Drescher kann das auch mit Zahlen untermauern. Im laufenden Jahr sei bisher nur ein Fall aus dem Bereich Willstätt angezeigt worden. Damals ging es um fünf Kästen voll mit Äpfeln. Er geht aber von deutlich mehr Fällen in diesem Bereich aus. Das Dunkelfeld sei mit Sicherheit enorm hoch. Drescher appelliert deshalb an die Landwirte, die Diebstähle auch anzuzeigen. Zumindest Spinner hat er damit auf seiner Seite. Er zeigt die Leute an. »Nur dadurch kann man etwas erreichen.«
Den Tätern, so die Erfahrung Dreschers, fehle jedes Unrechtsbewusstsein. Das kann unangenehme Folgen haben. »Wer auch nur einen Apfel vom Baum oder eine Erdbeere vom Strauch pflückt, begeht Diebstahl«, erklärt Drescher.
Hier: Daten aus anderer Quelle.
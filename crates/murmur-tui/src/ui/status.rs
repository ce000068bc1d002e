//! Status bar
//!
//! Displays connection state, server, nickname, current channel and the
//! transient status message.

use murmur_app::{App, SessionState};
use ratatui::{
    Frame,
    layout::Rect,
    style::{Color, Modifier, Style},
    text::{Line, Span},
    widgets::Paragraph,
};

/// Render the status bar.
pub fn render(frame: &mut Frame, app: &App, area: Rect) {
    let connection_status = match app.connection_state() {
        SessionState::Disconnected => Span::styled("Disconnected", Style::default().fg(Color::Red)),
        SessionState::Connected => Span::styled("Connected", Style::default().fg(Color::Yellow)),
        SessionState::ChannelJoined => Span::styled(
            "In channel",
            Style::default().fg(Color::Green).add_modifier(Modifier::BOLD),
        ),
    };

    let config = app.config();
    let encoding = config.encoding;
    let mut info = format!(
        " | {} | {}",
        config.connect.addr(),
        app.session().map_or(&config.connect.identity.nickname, |s| s.nickname()).display(encoding),
    );

    if let Some(channel) = app.session().and_then(|s| s.current_channel()) {
        let marker = if channel.joined { "" } else { " (joining)" };
        info.push_str(&format!(" | {}{marker}", channel.name.display(encoding)));
    }

    let mut spans = vec![Span::raw(" "), connection_status, Span::styled(info, Style::default().fg(Color::Gray))];
    if let Some(message) = app.status_message() {
        spans.push(Span::styled(format!(" | {message}"), Style::default().fg(Color::White)));
    }

    let paragraph =
        Paragraph::new(Line::from(spans)).style(Style::default().bg(Color::DarkGray).fg(Color::White));

    frame.render_widget(paragraph, area);
}
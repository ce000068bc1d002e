//! Command-line configuration.
//!
//! [`Args`] is parsed by clap and converted into the session and router
//! configuration the core consumes.

use std::path::PathBuf;

use clap::Parser;
use murmur_app::{EventFilter, RouterConfig, SessionConfig};
use murmur_client::ConnectConfig;
use murmur_proto::{EventKind, Identity, IrcName, ProtoError, TextEncoding};
use rand::Rng;

/// Minimal terminal IRC client
#[derive(Parser, Debug, Clone)]
#[command(name = "murmur")]
#[command(about = "Minimal terminal IRC client")]
#[command(version)]
pub struct Args {
    /// Server host name or address
    #[arg(short, long)]
    pub server: String,

    /// Server port
    #[arg(short, long, default_value_t = ConnectConfig::DEFAULT_PORT)]
    pub port: u16,

    /// Nickname. Defaults to a random `murmur` nick.
    #[arg(short, long)]
    pub nick: Option<String>,

    /// User name sent at registration
    #[arg(long, default_value = Identity::DEFAULT_USERNAME)]
    pub username: String,

    /// Real name sent at registration
    #[arg(long, default_value = Identity::DEFAULT_REALNAME)]
    pub realname: String,

    /// Channel to join once connected
    #[arg(short, long)]
    pub channel: Option<String>,

    /// Text encoding label for the session (e.g. utf-8, latin1)
    #[arg(long, default_value = "utf-8")]
    pub encoding: String,

    /// Show an event kind hidden by default (repeatable), e.g. server-notice
    #[arg(long = "show", value_name = "KIND")]
    pub show: Vec<EventKind>,

    /// Write logs to this file. Logging is off without it.
    #[arg(long)]
    pub log_file: Option<PathBuf>,

    /// Log level (trace, debug, info, warn, error)
    #[arg(long, default_value = "info")]
    pub log_level: String,
}

impl Args {
    /// Session configuration for these arguments.
    ///
    /// # Errors
    ///
    /// Returns [`ProtoError::UnknownEncoding`] for an unknown encoding label.
    pub fn session_config(&self) -> Result<SessionConfig, ProtoError> {
        let encoding = TextEncoding::for_label(&self.encoding)?;
        let nickname = self.nick.clone().unwrap_or_else(random_nick);
        let encode = |text: &str| IrcName::new(encoding.encode(text).into_owned());

        Ok(SessionConfig {
            connect: ConnectConfig {
                server: self.server.clone(),
                port: self.port,
                identity: Identity {
                    nickname: encode(&nickname),
                    username: encode(&self.username),
                    realname: encode(&self.realname),
                },
            },
            encoding,
            autojoin: self.channel.as_deref().map(encode),
        })
    }

    /// Router configuration: the default filter minus every `--show` kind.
    pub fn router_config(&self) -> RouterConfig {
        let filter = self.show.iter().fold(EventFilter::default(), |filter, kind| filter.show(*kind));
        RouterConfig { filter }
    }
}

/// `murmur` plus four random digits.
fn random_nick() -> String {
    let suffix: u16 = rand::rng().random_range(1000..10000);
    format!("murmur{suffix}")
}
Diese Strafe drohen den Dieben
»Wer auch nur eine Kirsche pflückt oder einen heruntergefallenen Apfel aufhebt und mitnimmt, aber auch an Ort und Stelle verzehrt, der begeht einen Diebstahl geringwertiger Sachen«, erklärt Polizeisprecher Wolfgang Drescher. Das bedeutet eine »Freiheitsstrafe bis zu fünf Jahren oder eine Geldstrafe«. Außerdem gelte: »Der Versuch ist strafbar.«
Wer einen Zaun übersteigt oder ihn aufschneidet, begeht besonders schweren Diebstahl. Die Strafandrohung dafür liegt laut Drescher zwischen drei Monaten und zehn Jahren. Nebenbei mache sich der Dieb auch des Hausfriedensbruchs schuldig.